InicioOPINIONCOLUMNISTAla extorsión que asfixia a Santa Marta

la extorsión que asfixia a Santa Marta

Febrero termina en Santa Marta y la palabra que mejor resume el mes no aparece en los comunicados oficiales ni en los balances institucionales: miedo. Un miedo silencioso, cotidiano, que se paga en efectivo y que se disfraza de “colaboración” para poder seguir trabajando. La extorsión volvió a marcar el pulso de la ciudad durante todo el mes, especialmente en los sectores donde la economía popular sostiene a miles de familias.

El Mercado Público fue, una vez más, el epicentro de esa presión criminal. Comerciantes pequeños, vendedores informales y transportadores cerraron febrero con la misma rutina que arrastran desde hace años: trabajar bajo amenaza. No se trata de hechos aislados ni de rumores exagerados. Es un sistema de cobro ilegal que opera con regularidad, que impone tarifas, fechas y castigos, y que se sostiene gracias al silencio forzado de quienes saben que denunciar no siempre significa protección.

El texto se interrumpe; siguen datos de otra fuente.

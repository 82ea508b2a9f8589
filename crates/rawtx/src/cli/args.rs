//! # CLI Argument Definitions
//!
//! - `rawtx new --privkey <HEX> --value <DECIMAL> [--to <ADDR>] ...` - Build and sign a transaction
//! - `rawtx show <HEXTX>` - Decode and display a signed transaction
//! - `rawtx push <HEXTX>` - Display, confirm and broadcast a signed transaction
//!
//! ## Global Options
//!
//! - `-v, --verbose` - Increase verbosity level
//! - `-c, --config <PATH>` - Path to configuration file
//! - `--log-format <FORMAT>` - Log line layout on stderr
//! - `--log-file <PATH>` - Also write logs to a daily-rolling file

use std::path::PathBuf;

use clap::{Args, Parser, Subcommand, ValueEnum};

use crate::logging::LogFormat;

/// Build, sign, inspect and broadcast raw Ethereum transactions.
#[derive(Debug, Parser)]
#[command(name = "rawtx")]
#[command(author, version, about = "Build, sign, inspect and broadcast raw Ethereum transactions")]
#[command(propagate_version = true)]
#[command(arg_required_else_help = true)]
pub struct Cli {
    /// Increase verbosity (-v, -vv, -vvv)
    ///
    /// Logs go to stderr; stdout only carries command output.
    #[arg(short, long, action = clap::ArgAction::Count, global = true)]
    pub verbose: u8,

    /// Path to config file
    ///
    /// Defaults to `~/.rawtx/config.toml`. A missing default file means
    /// built-in defaults; a missing explicit file is an error.
    #[arg(short, long, global = true, value_name = "PATH")]
    pub config: Option<PathBuf>,

    /// Log line layout
    #[arg(long, global = true, value_enum, default_value_t = LogFormat::Compact, value_name = "FORMAT")]
    pub log_format: LogFormat,

    /// Also write logs to this file (rotated daily)
    #[arg(long, global = true, value_name = "PATH")]
    pub log_file: Option<PathBuf>,

    /// The command to execute
    #[command(subcommand)]
    pub command: Commands,
}

/// Available CLI commands.
#[derive(Debug, Subcommand)]
pub enum Commands {
    /// Build and sign a legacy transaction
    ///
    /// Prints the signed transaction, including its raw hex, which can be
    /// passed to `show` or `push`.
    New(NewArgs),

    /// Decode and display a signed transaction
    Show {
        /// Hex-encoded signed transaction, with or without `0x`
        #[arg(value_name = "HEXTX")]
        transaction: String,

        /// Output format
        #[arg(short, long, value_enum, default_value_t, value_name = "FORMAT")]
        format: OutputFormat,
    },

    /// Display a signed transaction, ask for confirmation, then broadcast it
    Push {
        /// Hex-encoded signed transaction, with or without `0x`
        #[arg(value_name = "HEXTX")]
        transaction: String,

        /// Broadcast endpoint, overriding `network.broadcast_url`
        #[arg(long, value_name = "URL")]
        endpoint: Option<String>,
    },
}

/// Arguments for `rawtx new`.
#[derive(Debug, Clone, Args)]
pub struct NewArgs {
    /// Hex-encoded 32-byte private key, with or without `0x`
    #[arg(long, value_name = "HEX")]
    pub privkey: String,

    /// Recipient address; omit to create a contract
    #[arg(long, value_name = "ADDRESS")]
    pub to: Option<String>,

    /// Call data or contract init code as hex
    #[arg(long, value_name = "HEX", default_value = "")]
    pub data: String,

    /// Amount in ether as a decimal, e.g. `1.5`
    #[arg(long, value_name = "DECIMAL")]
    pub value: String,

    /// Gas price in wei [default: 4000000000 or `defaults.gas_price`]
    #[arg(long = "gasPrice", value_name = "WEI")]
    pub gas_price: Option<String>,

    /// Gas limit [default: 100000 or `defaults.gas_limit`]
    #[arg(long = "gasLimit", value_name = "GAS")]
    pub gas_limit: Option<String>,

    /// Sender nonce
    #[arg(long, default_value_t = 0, value_name = "N")]
    pub nonce: u64,

    /// EIP-155 chain id [default: 1 or `network.chain_id`]
    #[arg(long = "chain-id", value_name = "ID", value_parser = clap::value_parser!(u64).range(1..))]
    pub chain_id: Option<u64>,

    /// Output format
    #[arg(short, long, value_enum, default_value_t, value_name = "FORMAT")]
    pub format: OutputFormat,
}

/// Output format for transaction summaries.
#[derive(Debug, Clone, Copy, Default, PartialEq, Eq, ValueEnum)]
pub enum OutputFormat {
    /// One `Label: value` line per field
    #[default]
    Text,

    /// Pretty-printed JSON object
    Json,
}

impl std::fmt::Display for OutputFormat {
    fn fmt(&self, f: &mut std::fmt::Formatter<'_>) -> std::fmt::Result {
        match self {
            Self::Text => write!(f, "text"),
            Self::Json => write!(f, "json"),
        }
    }
}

Durante febrero se anunciaron operativos, controles y algunas capturas. Las autoridades hablaron de resultados y de presencia institucional. Sin embargo, en la práctica, la extorsión no se detuvo. Cambió de forma, de intermediarios, de números telefónicos, pero no desapareció. Para muchos comerciantes, el balance del mes fue claro: el riesgo continúa y la respuesta del Estado sigue siendo insuficiente para desmontar las estructuras que controlan estos cobros.

Lo más preocupante es la normalización del delito. En Santa Marta, la extorsión dejó de ser una noticia para convertirse en una condición. Se asume como un “costo más” de operar un negocio, como una regla no escrita para sobrevivir. Febrero volvió a demostrar que el problema no es solo policial, sino estructural: economías ilegales consolidadas, control territorial fragmentado y una justicia que avanza más lento que el miedo.

El impacto no es únicamente económico. La extorsión erosiona la confianza, rompe el tejido social y obliga a muchas personas a tomar decisiones extremas: cerrar negocios, endeudarse o abandonar la ciudad. En febrero, ese daño fue visible en la reducción de actividades comerciales en ciertos sectores y en el temor creciente a hablar, a denunciar, a señalar.

El discurso oficial insiste en la recuperación de la seguridad, pero febrero cerró con una realidad distinta. Mientras no exista una estrategia integral que combine inteligencia, judicialización efectiva y protección real a las víctimas, la extorsión seguirá encontrando terreno fértil. Santa Marta no necesita más anuncios; necesita resultados que se sientan en la vida diaria de quienes trabajan desde la madrugada para sostener esta ciudad.

Así se va febrero de 2024: con negocios abiertos, pero con voces cerradas; con promesas repetidas y con una extorsión que sigue dictando las reglas en demasiados rincones de Santa Marta. El reto para los próximos meses será romper ese silencio impuesto antes de que se convierta en la única forma de sobrevivir.